Può descriverci come viene prodotto e in quali settori viene utilizzato? Quali sono i principali vantaggi del biochar in termini di sequestro del carbonio?
Il biochar si ottiene da biomasse, per esempio avanzi di frutta e verdura o residui di potature, perlopiù certificate, sottoposte a un processo di riscaldamento ad altissima temperatura ma in assenza di ossigeno, detto pirolisi, che permette di evitare l’emissione di CO2. Il surriscaldamento, produce un materiale composto principalmente da carbonio che, avendo evitato la combustione, non ha rilasciato sostanze nocive in atmosfera. E’ il perfetto esempio di come un “rifiuto” possa diventare risorsa. L’albero, ad esempio, che per tutta la vita ha sequestrato anidride carbonica, una volta arrivato a fine vita può essere trasformato in biochar invece che essere bruciato, garantendo così l’effettivo sequestro di CO2. Senza contare il fatto che oggi il biochar viene impiegato in diverse produzioni e tanti sono gli utilizzi che se ne possono fare: dall’automotive (negli pneumatici) all’asfalto, dal cemento ai prodotti tecnologici (cover di smartphone e pc), al toner per stampanti, fino ad arrivare all’impasto nero di pane e pizza.
In che modo l’uso del biochar può contribuire ad una maggiore resilienza nelle filiere agricole ed alla fertilità del suolo?
L’uso del biochar nelle filiere agricole è di fondamentale importanza, sia perché riutilizza gli scarti, favorendo così un efficace sistema di economia circolare, sia perché migliora la qualità dei terreni degradati e sovrasfruttati per il perdurare di coltivazioni monoculturali. Recentemente è stato reso noto che il biochar può essere utilizzato anche negli allevamenti intensivi, aiutando la digestione del bestiame, una volta unito ai mangimi. La sua struttura spugnosa, inoltre, consente di trattenere l’acqua in eccesso nel terreno e la rilascia, insieme alle sostanze nutritive, in maniera molto graduale, dimostrandosi così un buon ostacolo sia alla desertificazione, come conseguenza della siccità, che ai disastri idrogeologici dovuti alle alluvioni. Infine, ma non meno importante, anche le sostanze liquide e gassose prodotte durante il processo di pirolisi, possono essere riutilizzate.
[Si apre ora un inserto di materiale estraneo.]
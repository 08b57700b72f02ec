use {
  crate::{name::Error as NameError, Name},
  serde::{Deserialize, Serialize},
  std::{
    fmt::{Debug, Display},
    str::FromStr,
  },
};

/// An `(actor, permission)` pair naming one permission of one account.
///
/// The textual form is `actor@permission`. A bare `actor` is read as
/// `actor@active`, the permission most delegations point at.
///
/// Levels order by actor first and permission second, comparing names by
/// their integer value.
#[derive(
  Copy,
  Clone,
  PartialEq,
  Eq,
  Hash,
  PartialOrd,
  Ord,
  Serialize,
  Deserialize,
)]
pub struct PermissionLevel {
  pub actor: Name,
  pub permission: Name,
}

impl PermissionLevel {
  pub fn new(actor: Name, permission: Name) -> Self {
    Self { actor, permission }
  }
}

impl FromStr for PermissionLevel {
  type Err = NameError;

  fn from_str(s: &str) -> Result<Self, Self::Err> {
    match s.split_once('@') {
      Some((actor, permission)) => Ok(Self {
        actor: actor.parse()?,
        permission: permission.parse()?,
      }),
      None => Ok(Self {
        actor: s.parse()?,
        permission: Name::ACTIVE,
      }),
    }
  }
}

impl TryFrom<&str> for PermissionLevel {
  type Error = NameError;

  fn try_from(value: &str) -> Result<Self, Self::Error> {
    FromStr::from_str(value)
  }
}

impl TryFrom<String> for PermissionLevel {
  type Error = NameError;

  fn try_from(value: String) -> Result<Self, Self::Error> {
    FromStr::from_str(&value)
  }
}

impl TryFrom<(&str, &str)> for PermissionLevel {
  type Error = NameError;

  fn try_from((actor, permission): (&str, &str)) -> Result<Self, Self::Error> {
    Ok(Self {
      actor: actor.parse()?,
      permission: permission.parse()?,
    })
  }
}

impl From<(Name, Name)> for PermissionLevel {
  fn from((actor, permission): (Name, Name)) -> Self {
    Self { actor, permission }
  }
}

impl Display for PermissionLevel {
  fn fmt(&self, f: &mut std::fmt::Formatter<'_>) -> std::fmt::Result {
    write!(f, "{}@{}", self.actor, self.permission)
  }
}

impl Debug for PermissionLevel {
  fn fmt(&self, f: &mut std::fmt::Formatter<'_>) -> std::fmt::Result {
    write!(f, "permission_level({self})")
  }
}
Il Politecnico di Torino ha istituito un primo gruppo di lavoro a livello europeo sul tema del Biochar. Questo prodotto ha delle notevoli caratteristiche sia in ambito agricolo sia come prodotto in grado di assorbire grandi quantità di CO2. Come interpreta il ruolo del Biochar nel prossimo futuro?
Credo sinceramente che il biochar abbia grandi potenzialità: è un prezioso alleato nella cattura e nello stoccaggio della CO2; crea enormi benefici in agricoltura e negli allevamenti; riduce i rifiuti agricoli e tante altre attività che devono ancora essere espresse a pieno. La ricerca scientifica e la cooperazione nello sviluppo di tecnologie e competenze, che proseguono e ne incrementano il suo utilizzo in diversi ambiti, ci fanno ben sperare. Di sicuro, per avere un vero cambiamento, serve un’opinione pubblica attenta e consapevole, nonché delle politiche favorevoli, ormai non più rimandabili.